La falta de rigor, el maniqueísmo político, se impone en medio de la algarabía de quienes podrán seguir viviendo una vida placentera, convencidos que nadie les dirá, jamás, que sus manos están manchadas de sangre del pueblo chileno. No serán juzgados, podrán mantener sus escaños en el Senado y la Cámara de Diputados, serán condecorados como ciudadanos ejemplares, vistos como jueces imparciales y profesionales modélicos. Sus vergüenzas las tapan con el dolor del pueblo chileno, que sigue viendo en su silencio, la cobardía de carácter. Negar los vínculos entre las fuerzas armadas, el golpe de Estado, la democracia cristiana, el Partido Nacional, gremialistas y los comparsas desgajados del Partido Radical, es pensar que los militares actuaron por cuenta propia. ¿Acaso no recuerdan, sus señorías de la democracia cristiana y el resto de la derecha, que el 22 de agosto de 1973, en sesión plenaria parlamentaria, declararon la ilegitimidad del gobierno de Salvador Allende, llamando a las puertas de los cuarteles a restablecer la constitucionalidad? Patricio Alwyin, Eduardo Frei, padre e hijo, Jaime Guzmán, Onofre Jarpa, apoyados por el grupo paramilitar Patria y Libertad, organización que se dedicó al sabotaje, el asesinato y la conspiración golpista durante el gobierno constitucional y democrático de Salvador Allende, son nombres para no olvidar. Pero en Chile, la amnesia favorece que Pablo Rodríguez Grez, hoy, abogado de Endesa, Telefónica y demás empresas españolas y chilenas, además de serlo del dictador, autor intelectual y partícipe del comando que costó la vida, en julio de 1973, al edecán naval del presidente Allende, comandante Arturo Araya Peeters, ejerza en su bufete, sea profesor universitario y reciba condecoraciones. Bajo el manto de la alternancia y el revisionismo histórico, se puede dar otra vuelta de tuerca lavando la cara de quienes perdieron la dignidad por el camino y crecieron al amparo de la tortura, la muerte y la destrucción de la democracia republicana, transformándose en los nuevos ricos durante los años de la dictadura, perdón, régimen militar, entre otros, el actual presidente de Chile, Sebastián Piñera.

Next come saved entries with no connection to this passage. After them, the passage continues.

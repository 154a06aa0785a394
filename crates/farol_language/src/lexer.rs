//! Two-stage lexer for farol source text.
//!
//! ## Stage 1: word scanner
//!
//! farol tokens are whitespace-delimited: a token is a maximal run of
//! non-whitespace characters, except that `(` `)` `{` `}` `;` `λ` `\` and
//! `.` always lex alone. This is what makes mixfix operator parts ordinary
//! tokens: in `a <> b` the part `<>` is just a word, and in
//! `_<>_ : a → a → a` the full operator name `_<>_` is a single word.
//!
//! Words are then classified: keywords, `=`, `:`, `_`, numbers, and
//! everything else an interned identifier. `--` starts a comment running to
//! the end of the line.
//!
//! ## Stage 2: layout resolver
//!
//! The parser consumes declaration lists as explicit
//! `BEGIN (DELIM item)* END` envelopes. The resolver produces them from
//! either source form:
//!
//! - **Explicit blocks**: `{` → `BEGIN`, `;` → `DELIM`, `}` → `END`.
//! - **Indentation blocks**: a block opens at the start of the file and
//!   after `where`. The column of the first token becomes the block column;
//!   every later line starting at exactly that column emits `DELIM`, and a
//!   line starting left of it closes the block, cascading outward.
//!
//! A stack of open blocks tracks the enclosure state. Tokens inside
//! parentheses never close blocks, so expressions may span lines. A `where`
//! whose next token does not sit right of the enclosing block column opens
//! an empty block.

use farol_base::{Interner, Span};

use crate::error::{ParseError, ParseErrorKind};
use crate::token::{Token, TokenKind};

/// Raw tokens before layout resolution. Braces and semicolons exist only at
/// this stage; the resolver turns them into block envelopes.
#[derive(Debug, Clone, Copy, PartialEq, Eq)]
enum RawKind {
    LBrace,
    RBrace,
    Semi,
    Plain(TokenKind),
}

#[derive(Debug, Clone, Copy)]
struct RawToken {
    kind: RawKind,
    span: Span,
    line: usize,
    col: usize,
}

/// An open block being tracked by the layout resolver.
#[derive(Debug, Clone, Copy)]
enum Block {
    /// Indentation block with its item column.
    Layout(usize),
    /// Explicit `{ ... }` block.
    Explicit,
}

/// The farol lexer. Create one per source text and call [`Lexer::tokenize`].
pub struct Lexer<'s, 'i> {
    source: &'s str,
    interner: &'i mut Interner,
}

impl<'s, 'i> Lexer<'s, 'i> {
    pub fn new(source: &'s str, interner: &'i mut Interner) -> Self {
        Self { source, interner }
    }

    /// Lexes the whole source into a layout-resolved token stream ending in
    /// [`TokenKind::Eof`].
    pub fn tokenize(mut self) -> Result<Vec<Token>, ParseError> {
        let raw = self.scan()?;
        resolve_layout(&raw, self.source.len())
    }

    /// Stage 1: split the source into classified words with line/column info.
    fn scan(&mut self) -> Result<Vec<RawToken>, ParseError> {
        let source = self.source;
        let chars: Vec<(usize, char)> = source.char_indices().collect();
        let n = chars.len();
        let mut raw = Vec::new();
        let mut i = 0;
        let mut line = 1;
        let mut col = 1;

        while i < n {
            let (off, c) = chars[i];
            if c == '\n' {
                i += 1;
                line += 1;
                col = 1;
                continue;
            }
            if c.is_whitespace() {
                i += 1;
                col += 1;
                continue;
            }
            // Comment from `--` at token position to end of line.
            if c == '-' && i + 1 < n && chars[i + 1].1 == '-' {
                while i < n && chars[i].1 != '\n' {
                    i += 1;
                }
                continue;
            }
            if let Some(kind) = delimiter_kind(c) {
                raw.push(RawToken {
                    kind,
                    span: Span::new(off, off + c.len_utf8()),
                    line,
                    col,
                });
                i += 1;
                col += 1;
                continue;
            }
            // A word: maximal run of non-breaking characters.
            let start = i;
            let mut j = i;
            while j < n && !is_word_break(chars[j].1) {
                j += 1;
            }
            let end_off = if j < n { chars[j].0 } else { source.len() };
            let span = Span::new(off, end_off);
            let word = &source[off..end_off];
            let kind = self.classify(word, span)?;
            raw.push(RawToken {
                kind: RawKind::Plain(kind),
                span,
                line,
                col,
            });
            col += j - start;
            i = j;
        }
        Ok(raw)
    }

    fn classify(&mut self, word: &str, span: Span) -> Result<TokenKind, ParseError> {
        let kind = match word {
            "data" => TokenKind::Data,
            "where" => TokenKind::Where,
            "infix" => TokenKind::Infix,
            "infixl" => TokenKind::Infixl,
            "infixr" => TokenKind::Infixr,
            "fresh" => TokenKind::Fresh,
            "=" => TokenKind::Eq,
            ":" => TokenKind::Colon,
            "_" => TokenKind::Underscore,
            _ if word.chars().all(|c| c.is_ascii_digit()) => {
                let value = word.parse::<i64>().map_err(|_| {
                    ParseError::new(
                        ParseErrorKind::InvalidInteger {
                            word: word.to_string(),
                        },
                        span,
                    )
                })?;
                TokenKind::Num(value)
            }
            _ => TokenKind::Ident(self.interner.intern(word)),
        };
        Ok(kind)
    }
}

fn delimiter_kind(c: char) -> Option<RawKind> {
    match c {
        '(' => Some(RawKind::Plain(TokenKind::LParen)),
        ')' => Some(RawKind::Plain(TokenKind::RParen)),
        '{' => Some(RawKind::LBrace),
        '}' => Some(RawKind::RBrace),
        ';' => Some(RawKind::Semi),
        'λ' | '\\' => Some(RawKind::Plain(TokenKind::Lambda)),
        '.' => Some(RawKind::Plain(TokenKind::Dot)),
        _ => None,
    }
}

fn is_word_break(c: char) -> bool {
    c.is_whitespace() || delimiter_kind(c).is_some()
}

/// Stage 2: wrap declaration lists in `BEGIN`/`DELIM`/`END` envelopes.
fn resolve_layout(raw: &[RawToken], source_len: usize) -> Result<Vec<Token>, ParseError> {
    let eof_span = Span::new(source_len, source_len);
    let mut out = Vec::with_capacity(raw.len() + 8);
    let mut stack: Vec<Block> = Vec::new();
    let mut paren = 0usize;
    let mut i = 0usize;
    let mut last_line = 0usize;

    open_block(&mut out, &mut stack, raw, &mut i, &mut last_line, eof_span);

    while i < raw.len() {
        let t = raw[i];
        if paren == 0 && t.line > last_line {
            // A fresh line: close blocks the token sits left of, separate
            // items of the block it aligns with.
            while matches!(stack.last(), Some(Block::Layout(c)) if t.col < *c) {
                out.push(Token::new(TokenKind::End, t.span));
                stack.pop();
            }
            if matches!(stack.last(), Some(Block::Layout(c)) if t.col == *c) {
                out.push(Token::new(TokenKind::Delim, t.span));
            }
        }
        last_line = t.line;
        match t.kind {
            RawKind::LBrace => {
                return Err(ParseError::new(ParseErrorKind::MisplacedBrace, t.span));
            }
            RawKind::RBrace => {
                if matches!(stack.last(), Some(Block::Explicit)) {
                    out.push(Token::new(TokenKind::End, t.span));
                    stack.pop();
                    i += 1;
                } else {
                    return Err(ParseError::new(ParseErrorKind::UnmatchedBrace, t.span));
                }
            }
            RawKind::Semi => {
                out.push(Token::new(TokenKind::Delim, t.span));
                i += 1;
            }
            RawKind::Plain(kind) => {
                match kind {
                    TokenKind::LParen => paren += 1,
                    TokenKind::RParen => paren = paren.saturating_sub(1),
                    _ => {}
                }
                out.push(Token::new(kind, t.span));
                i += 1;
                if kind == TokenKind::Where {
                    open_block(&mut out, &mut stack, raw, &mut i, &mut last_line, eof_span);
                }
            }
        }
    }

    while let Some(block) = stack.pop() {
        match block {
            Block::Layout(_) => out.push(Token::new(TokenKind::End, eof_span)),
            Block::Explicit => {
                return Err(ParseError::new(ParseErrorKind::UnclosedBrace, eof_span));
            }
        }
    }
    out.push(Token::new(TokenKind::Eof, eof_span));
    Ok(out)
}

/// Opens a block at `raw[*i]`: explicit if the next token is `{`, an
/// indentation block anchored at its column otherwise. A block whose first
/// token does not sit right of the enclosing block column is empty.
fn open_block(
    out: &mut Vec<Token>,
    stack: &mut Vec<Block>,
    raw: &[RawToken],
    i: &mut usize,
    last_line: &mut usize,
    eof_span: Span,
) {
    let Some(t) = raw.get(*i).copied() else {
        out.push(Token::new(TokenKind::Begin, eof_span));
        out.push(Token::new(TokenKind::End, eof_span));
        return;
    };
    if t.kind == RawKind::LBrace {
        out.push(Token::new(TokenKind::Begin, t.span));
        stack.push(Block::Explicit);
        *i += 1;
        if let Some(next) = raw.get(*i) {
            if !matches!(next.kind, RawKind::RBrace | RawKind::Semi) {
                out.push(Token::new(TokenKind::Delim, next.span));
            }
            *last_line = next.line;
        }
        return;
    }
    let enclosing = stack.iter().rev().find_map(|b| match b {
        Block::Layout(c) => Some(*c),
        Block::Explicit => None,
    });
    if let Some(c) = enclosing {
        if t.col <= c {
            out.push(Token::new(TokenKind::Begin, t.span));
            out.push(Token::new(TokenKind::End, t.span));
            return;
        }
    }
    out.push(Token::new(TokenKind::Begin, t.span));
    stack.push(Block::Layout(t.col));
    out.push(Token::new(TokenKind::Delim, t.span));
    *last_line = t.line;
}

Acólitos del general Pinochet y detractores de la democracia le darán la bienvenida a esta denominación genérica y pueril, de la misma manera que dieron la bienvenida al golpe de Estado, apoyándose en la necesidad de salvaguardar la patria de la subversión comunista. Su noble fin está dentro de lo legítimo, proteger la civilización occidental y la cristiandad, por ello contó con el aval de la Iglesia, otra beneficiaria de la nueva normativa. Nadie recordará cómo recibió a Pinochet y sus cómplices, oficiando un tedeum en la mismísima catedral de Santiago. La comunión fue perfecta. La Iglesia daba gracias a Dios y santificaba a Pinochet, mientras se torturaba y se asesinaba en los centros de confinamiento para marxistas.

Negar que durante la dictadura hubo ministros civiles ligados a los partidos políticos que durante el mandato de Salvador Allende azuzaron y participaron de la conspiración, apoyando el mercado negro y el sabotaje, supone otro acto de felonía. El golpe no trajo como resultado un régimen militar, que también lo fue, sino una dictadura entroncada en la derecha chilena, verdaderos artífices del proyecto y corresponsables de la violación de los derechos humanos y del régimen de terror impuesto durante casi dos décadas. No reconocerlo es ejemplo del grado de putrefacción de la clase política chilena que sigue viviendo en una mentira y de las rentas del golpe militar. Ya nunca más dictadura.